Posted on:2009-06-06Degree:Ph.DType:Dissertation
University:University of Illinois at ChicagoCandidate:Zhao, ZhenxiangFull Text:PDF
GTID:1444390002499226Subject:Economics
Abstract/Summary:
The main purpose of this dissertation is to provide evidence of causal effects of the neighborhood environment on obesity. The first chapter examines the causal effects of urban sprawl on obesity, using exogenous variation in urban sprawl caused by the original plan of the Interstate Highway System. By combining data from the National Health Interview Survey (1976--2001) and the U.S. Census (1970--2000), this chapter assesses the extent to which urban sprawl has contributed to the increase in obesity employing the two-step model. Empirical estimates indicate that about 13% increases in obesity can be attributed to urban sprawl. Further sub-group analyses show that the effects are much stronger for male, more pronounced for the low-educated and whites, while the shift of population to less dense areas has little effects for female and blacks, smaller effect for the high-educated.;The second chapter identifies the role of neighborhood characteristics on obesity using data from a randomized experiment, the Moving to Opportunity for Fair Housing Demonstration (MTO) study, to avoid the endogenous selection problem. In this chapter, I test whether several widely-hypothesized environmental attributes are causes of obesity by linking the MTO Interim Evaluation data with numerous external data sources that provide information on environmental characteristics that the existing literature suggests as potential determinants of obesity, including food prices, restaurant and food store availability, physical activity facility availability, the prevalence of crime and population density. Empirically, measures of these neighborhood contextual factors are added to the basic intention-to-treat model, and the differences in the treatment effects when these variables are and are not included provide indirect evidence of the causal effect of these factors on obesity.
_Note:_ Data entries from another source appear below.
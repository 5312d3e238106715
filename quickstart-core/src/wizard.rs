//! The onboarding steps and the rules for leaving each one.
use crate::config::ConfigStore;
use crate::layout::Layout;
use crate::schema::{ConfigKey, FONT_SELECTION_CUSTOM};

#[derive(Debug, Clone, Copy, PartialEq, Eq, Hash)]
pub enum Step {
    Welcome,
    Firmware,
    Iso,
    Font,
    Driver,
    Settings,
}

impl Step {
    pub fn id(self) -> &'static str {
        match self {
            Step::Welcome => "welcome",
            Step::Firmware => "firmware",
            Step::Iso => "iso",
            Step::Font => "font",
            Step::Driver => "driver",
            Step::Settings => "settings",
        }
    }

    pub fn title(self) -> &'static str {
        match self {
            Step::Welcome => "Welcome",
            Step::Firmware => "Firmware",
            Step::Iso => "Game directory",
            Step::Font => "Font",
            Step::Driver => "GPU driver",
            Step::Settings => "Settings",
        }
    }

    pub fn description(self) -> &'static str {
        match self {
            Step::Welcome => "Let's get the emulator ready. This takes a minute.",
            Step::Firmware => "Install the console firmware (PS3UPDAT.PUP). It is required.",
            Step::Iso => "Choose the directory your games are stored in. You can skip this.",
            Step::Font => "Use the built-in font or pick a custom .ttf, .ttc or .otf file.",
            Step::Driver => "Optionally use a custom Vulkan driver (.zip or .so).",
            Step::Settings => "Hardware-specific fixes have been applied. Finish to save.",
        }
    }
}

/// The ordered steps and the current position.
#[derive(Debug, Clone)]
pub struct Wizard {
    steps: Vec<Step>,
    position: usize,
}

impl Wizard {
    pub fn new(supports_custom_driver: bool) -> Self {
        let steps = [
            Step::Welcome,
            Step::Firmware,
            Step::Iso,
            Step::Font,
            Step::Driver,
            Step::Settings,
        ]
        .into_iter()
        .filter(|step| supports_custom_driver || *step != Step::Driver)
        .collect();
        Self { steps, position: 0 }
    }

    pub fn steps(&self) -> &[Step] {
        &self.steps
    }

    pub fn current(&self) -> Step {
        self.steps[self.position]
    }

    pub fn position(&self) -> usize {
        self.position
    }

    pub fn is_first(&self) -> bool {
        self.position == 0
    }

    pub fn is_last(&self) -> bool {
        self.position + 1 == self.steps.len()
    }

    /// Moves forward. Returns `false` on the last step.
    pub fn advance(&mut self) -> bool {
        if self.is_last() {
            return false;
        }
        self.position += 1;
        true
    }

    /// Moves back. Returns `false` on the first step.
    pub fn back(&mut self) -> bool {
        if self.is_first() {
            return false;
        }
        self.position -= 1;
        true
    }
}

/// Whether the user may leave `step` going forward. Without a store only the
/// steps that do not read configuration can be left.
pub fn next_enabled(step: Step, config: Option<&ConfigStore>, layout: &Layout) -> bool {
    match step {
        Step::Welcome | Step::Iso | Step::Settings => true,
        Step::Firmware => layout.firmware_installed(),
        Step::Font => config.is_none_or(|config| {
            let custom = config
                .get(ConfigKey::FontFileSelection)
                .is_ok_and(|s| s == FONT_SELECTION_CUSTOM);
            !custom || !is_blank(config, ConfigKey::CustomFontFilePath)
        }),
        Step::Driver => config.is_none_or(|config| {
            let enabled = config.get_bool(ConfigKey::UseCustomDriver).unwrap_or(false);
            !enabled || !is_blank(config, ConfigKey::CustomDriverLibraryPath)
        }),
    }
}

fn is_blank(config: &ConfigStore, key: ConfigKey) -> bool {
    config.get(key).map_or(true, |v| v.trim().is_empty())
}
I find that the intention-to-treat effects change little after adding the contextual factors, indicating these widely-hypothesized environmental factors are unlikely to be causes of obesity for the low-income women.;Overall, it follows from the results that recent calls to redesign communities to fight against rises in obesity rates need more serious scrutiny, particularly if urban and community redesign are costly and the cost-effective analyses should be exercised when devoting resources to this cause.